Stored entries:
=-=-=-=-=
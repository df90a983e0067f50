pub mod device;
pub mod partitioned;
pub mod serial;

use std::time::Instant;

use crate::config::Config;
use crate::error::TallyError;
use crate::kernel::KernelLoader;
use crate::types::{Corpus, Method, Pattern, ScanResult};

pub use device::{DeviceScanner, scan_device};
pub use partitioned::{PartitionedScanner, scan_partitioned, scan_spans};
pub use serial::{SerialScanner, count_occurrences, scan_serial};

/// Does `pattern` occur in `text` at `offset`? Byte-exact, no normalization.
/// Offsets where the pattern would run past the end are never a match.
///
/// The device kernel restates this check in OpenCL C; the two must agree.
#[inline]
#[must_use]
pub fn matches_at(text: &[u8], offset: usize, pattern: &[u8]) -> bool {
    offset
        .checked_add(pattern.len())
        .and_then(|end| text.get(offset..end))
        .is_some_and(|window| window == pattern)
}

/// One counting strategy. Implementations must not mutate the corpus or
/// pattern, and must agree on the count they report (see each backend's
/// docs for the documented exceptions).
pub trait Scanner {
    fn method(&self) -> Method;

    /// Count occurrences, untimed; the caller owns the clock. `Err` with a
    /// recoverable error means the backend could not run at all, not that
    /// counting went wrong.
    fn count(&self, corpus: &Corpus, pattern: &Pattern) -> Result<u64, TallyError>;
}

/// The backends `config.mode` selects, in execution order, configured from
/// `config`.
#[must_use]
pub fn backends_for(config: &Config) -> Vec<Box<dyn Scanner>> {
    config
        .mode
        .methods()
        .iter()
        .map(|method| -> Box<dyn Scanner> {
            match method {
                Method::SerialCpu => Box::new(SerialScanner),
                Method::ParallelCpu => {
                    Box::new(PartitionedScanner::new(config.workers, config.partition))
                }
                Method::ParallelGpu => {
                    Box::new(DeviceScanner::new(KernelLoader::new(&config.kernel_path)))
                }
            }
        })
        .collect()
}

/// Run `count` under a wall clock. Used by the standalone `scan_*` entry
/// points; the harness times `Scanner::count` itself.
fn timed(count: impl FnOnce() -> Result<u64, TallyError>) -> Result<ScanResult, TallyError> {
    let start = Instant::now();
    let n = count()?;
    Ok(ScanResult::counted(n, start.elapsed()))
}
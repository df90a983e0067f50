use std::path::PathBuf;

use thiserror::Error;

/// Every error tally can produce. Displayed as user-facing messages.
#[derive(Debug, Error)]
pub enum TallyError {
    /// Bad or missing invocation arguments.
    #[error("invalid configuration: {reason}")]
    Config { reason: String },

    /// Input unreadable or output unwritable.
    #[error("{}: {source}", .path.display())]
    Io {
        path: PathBuf,
        source: std::io::Error,
    },

    /// A backend could not run: no platform or device, kernel build failure,
    /// worker pool construction failure, or a device command that failed.
    #[error("backend unavailable: {0}")]
    BackendUnavailable(String),

    /// Device resources could not be released cleanly.
    #[error("resource leak: {0}")]
    ResourceLeak(String),
}

impl TallyError {
    pub(crate) fn config(reason: impl Into<String>) -> Self {
        Self::Config {
            reason: reason.into(),
        }
    }

    pub(crate) fn io(path: impl Into<PathBuf>, source: std::io::Error) -> Self {
        Self::Io {
            path: path.into(),
            source,
        }
    }

    /// Whether the harness records this error as a sentinel row and keeps
    /// going, instead of aborting the invocation.
    #[must_use]
    pub fn is_recoverable(&self) -> bool {
        matches!(self, Self::BackendUnavailable(_) | Self::ResourceLeak(_))
    }

    /// Process exit code. Configuration errors print usage and exit cleanly.
    #[must_use]
    pub fn exit_code(&self) -> i32 {
        match self {
            Self::Config { .. } => 0,
            Self::Io { .. } => 2,
            Self::BackendUnavailable(_) | Self::ResourceLeak(_) => 3,
        }
    }
}

#[cfg(test)]
mod tests {
    use super::*;

    #[test]
    fn only_backend_errors_are_recoverable() {
        assert!(TallyError::BackendUnavailable("no platform".into()).is_recoverable());
        assert!(TallyError::ResourceLeak("queue".into()).is_recoverable());
        assert!(!TallyError::config("runs must be positive").is_recoverable());
        let io = TallyError::io(
            "missing.txt",
            std::io::Error::new(std::io::ErrorKind::NotFound, "gone"),
        );
        assert!(!io.is_recoverable());
        assert_eq!(io.exit_code(), 2);
    }

    #[test]
    fn display_includes_detail() {
        let e = TallyError::BackendUnavailable("no OpenCL platform found".into());
        assert_eq!(e.to_string(), "backend unavailable: no OpenCL platform found");
        let e = TallyError::io(
            "corpus/a.txt",
            std::io::Error::new(std::io::ErrorKind::NotFound, "not found"),
        );
        assert_eq!(e.to_string(), "corpus/a.txt: not found");
    }
}
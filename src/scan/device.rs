//! OpenCL device backend.
//!
//! Uploads the text and pattern once, launches one work-item per candidate
//! start offset, and reads back a single 32-bit counter that work-items bump
//! with `atomic_inc`. Every device object is owned by the call that created
//! it and released on return, success or not.
//!
//! Built only with the `opencl` feature. Without it the backend always
//! reports itself unavailable, which the harness records as a `-1` row.

use super::{Scanner, timed};
use crate::error::TallyError;
use crate::kernel::KernelLoader;
use crate::types::{Corpus, Method, Pattern, ScanResult};

#[derive(Debug, Clone, Default)]
pub struct DeviceScanner {
    loader: KernelLoader,
}

impl DeviceScanner {
    #[must_use]
    pub fn new(loader: KernelLoader) -> Self {
        Self { loader }
    }
}

impl Scanner for DeviceScanner {
    fn method(&self) -> Method {
        Method::ParallelGpu
    }

    fn count(&self, corpus: &Corpus, pattern: &Pattern) -> Result<u64, TallyError> {
        imp::count(corpus.bytes(), pattern.as_bytes(), &self.loader)
    }
}

/// Count on the first OpenCL platform's GPU (or CPU) device, using the
/// kernel at the default path or the embedded one.
pub fn scan_device(text: &[u8], pattern: &[u8]) -> Result<ScanResult, TallyError> {
    scan_device_with(text, pattern, &KernelLoader::default())
}

/// Same as [`scan_device`] with an explicit kernel loader.
pub fn scan_device_with(
    text: &[u8],
    pattern: &[u8],
    loader: &KernelLoader,
) -> Result<ScanResult, TallyError> {
    timed(|| imp::count(text, pattern, loader))
}

#[cfg(not(feature = "opencl"))]
mod imp {
    use crate::error::TallyError;
    use crate::kernel::KernelLoader;

    pub(super) fn count(
        _text: &[u8],
        _pattern: &[u8],
        _loader: &KernelLoader,
    ) -> Result<u64, TallyError> {
        Err(TallyError::BackendUnavailable(
            "built without the `opencl` feature".into(),
        ))
    }
}

#[cfg(feature = "opencl")]
mod imp {
    use std::borrow::Cow;

    use ocl::flags::{DeviceType, MemFlags};
    use ocl::{Buffer, Context, Device, Kernel, Platform, Program, Queue};
    use tracing::{debug, warn};

    use crate::error::TallyError;
    use crate::kernel::{KERNEL_NAME, KernelLoader};

    fn unavailable(what: &str, e: impl std::fmt::Display) -> TallyError {
        TallyError::BackendUnavailable(format!("{what}: {e}"))
    }

    /// Context and queue bound to one device. Drains the queue on drop so no
    /// command is still in flight when the handles are released.
    struct DeviceSession {
        device: Device,
        context: Context,
        queue: Queue,
    }

    impl DeviceSession {
        /// First platform, first GPU device, else first CPU device.
        fn open() -> Result<Self, TallyError> {
            let platform_ids = ocl::core::get_platform_ids()
                .map_err(|e| unavailable("cannot enumerate OpenCL platforms", e))?;
            let platform_id = platform_ids.first().cloned().ok_or_else(|| {
                TallyError::BackendUnavailable("no OpenCL platform found".into())
            })?;
            let platform = Platform::new(platform_id);

            let device = first_device(platform, DeviceType::GPU)
                .or_else(|| first_device(platform, DeviceType::CPU))
                .ok_or_else(|| {
                    TallyError::BackendUnavailable(
                        "no OpenCL GPU or CPU device on the first platform".into(),
                    )
                })?;
            debug!(
                platform = %platform.name().unwrap_or_else(|_| "unknown".into()),
                device = %device.name().unwrap_or_else(|_| "unknown".into()),
                "selected OpenCL device"
            );

            let context = Context::builder()
                .platform(platform)
                .devices(device)
                .build()
                .map_err(|e| unavailable("cannot create OpenCL context", e))?;
            let queue = Queue::new(&context, device, None)
                .map_err(|e| unavailable("cannot create command queue", e))?;

            Ok(Self {
                device,
                context,
                queue,
            })
        }
    }

    impl Drop for DeviceSession {
        fn drop(&mut self) {
            if let Err(e) = self.queue.finish() {
                let leak = TallyError::ResourceLeak(format!("command queue did not drain: {e}"));
                warn!(error = %leak, "releasing device session");
            }
            debug!("released OpenCL context and queue");
        }
    }

    fn first_device(platform: Platform, kind: DeviceType) -> Option<Device> {
        Device::list(platform, Some(kind))
            .ok()
            .and_then(|devices| devices.into_iter().next())
    }

    pub(super) fn count(
        text: &[u8],
        pattern: &[u8],
        loader: &KernelLoader,
    ) -> Result<u64, TallyError> {
        // Bounding the text by i32::MAX also bounds the counter below 2^31
        let text_len = i32::try_from(text.len()).map_err(|_| {
            TallyError::BackendUnavailable(format!(
                "corpus of {} bytes exceeds the kernel's 32-bit length",
                text.len()
            ))
        })?;
        let pat_len = i32::try_from(pattern.len()).map_err(|_| {
            TallyError::BackendUnavailable("pattern exceeds the kernel's 32-bit length".into())
        })?;

        let session = DeviceSession::open()?;
        let queue = &session.queue;

        // Zero-length buffers are invalid; the kernel reads at most textLen bytes
        let text_host: Cow<'_, [u8]> = if text.is_empty() {
            Cow::Owned(vec![0])
        } else {
            Cow::Borrowed(text)
        };

        let text_buf = Buffer::<u8>::builder()
            .queue(queue.clone())
            .flags(MemFlags::new().read_only())
            .len(text_host.len())
            .copy_host_slice(&text_host)
            .build()
            .map_err(|e| unavailable("cannot allocate text buffer", e))?;
        let pattern_buf = Buffer::<u8>::builder()
            .queue(queue.clone())
            .flags(MemFlags::new().read_only())
            .len(pattern.len())
            .copy_host_slice(pattern)
            .build()
            .map_err(|e| unavailable("cannot allocate pattern buffer", e))?;
        let count_buf = Buffer::<i32>::builder()
            .queue(queue.clone())
            .flags(MemFlags::new().read_write())
            .len(1)
            .build()
            .map_err(|e| unavailable("cannot allocate counter buffer", e))?;
        count_buf
            .write(&[0i32][..])
            .enq()
            .map_err(|e| unavailable("cannot zero counter", e))?;

        let kernel_source = loader.load();
        debug!(origin = %kernel_source.origin, "building kernel");
        // ocl folds the per-device build log into the error message
        let program = Program::builder()
            .src(kernel_source.source.as_ref())
            .devices(session.device)
            .build(&session.context)
            .map_err(|e| unavailable("kernel build failed", e))?;

        let work_items = (text.len() + 1).saturating_sub(pattern.len()).max(1);
        let kernel = Kernel::builder()
            .program(&program)
            .name(KERNEL_NAME)
            .queue(queue.clone())
            .global_work_size(work_items)
            .arg(&text_buf)
            .arg(text_len)
            .arg(&pattern_buf)
            .arg(pat_len)
            .arg(&count_buf)
            .build()
            .map_err(|e| unavailable("cannot create kernel", e))?;

        debug!(work_items, "launching count kernel");
        // SAFETY: every argument is bound above, and the kernel bounds-checks
        // each work-item against textLen before reading.
        unsafe {
            kernel
                .enq()
                .map_err(|e| unavailable("kernel launch failed", e))?;
        }
        queue
            .finish()
            .map_err(|e| unavailable("kernel execution failed", e))?;

        let mut out = vec![0i32; 1];
        count_buf
            .read(&mut out)
            .enq()
            .map_err(|e| unavailable("cannot read counter", e))?;

        u64::try_from(out[0]).map_err(|_| {
            TallyError::BackendUnavailable(format!("device counter overflowed ({})", out[0]))
        })
    }
}

#[cfg(test)]
mod tests {
    use super::*;
    use crate::scan::serial::count_occurrences;

    /// Device count, or `None` when no device is reachable so the check skips.
    fn on_device(text: &[u8], pattern: &[u8]) -> Option<i64> {
        match scan_device(text, pattern) {
            Ok(r) => Some(r.count),
            Err(TallyError::BackendUnavailable(reason)) => {
                eprintln!("skipping device check: {reason}");
                None
            }
            Err(e) => panic!("unexpected device error: {e}"),
        }
    }

    #[cfg(not(feature = "opencl"))]
    #[test]
    fn unavailable_without_feature() {
        let err = scan_device(b"aaaa", b"aa").unwrap_err();
        assert!(err.is_recoverable());
        assert!(err.to_string().contains("opencl"));
    }

    #[test]
    fn agrees_with_serial_when_device_present() {
        let cases: [(&[u8], &[u8]); 6] = [
            (b"aaaa", b"aa"),
            (b"hello world", b"xyz"),
            (b"ab", b"abcd"),
            (b"", b"a"),
            (b"ab\ncd", b"b\nc"),
            (b"the quick brown fox jumps over the lazy dog the end", b"the"),
        ];
        for (text, pattern) in cases {
            let Some(count) = on_device(text, pattern) else {
                return;
            };
            let expected = i64::try_from(count_occurrences(text, pattern)).unwrap();
            assert_eq!(count, expected, "text={text:?} pattern={pattern:?}");
        }
    }

    #[test]
    fn device_scanner_reports_gpu_method() {
        assert_eq!(DeviceScanner::default().method(), Method::ParallelGpu);
    }
}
=-=-=-=-=
◆ **DIRECTIONS FOR THIS TASK**: From the data, collect all lines where the string "cleanly" appears.

◆ **RESULT OF THIS TASK**:
    /// Device resources could not be released cleanly.
    /// Process exit code. Configuration errors print usage and exit cleanly.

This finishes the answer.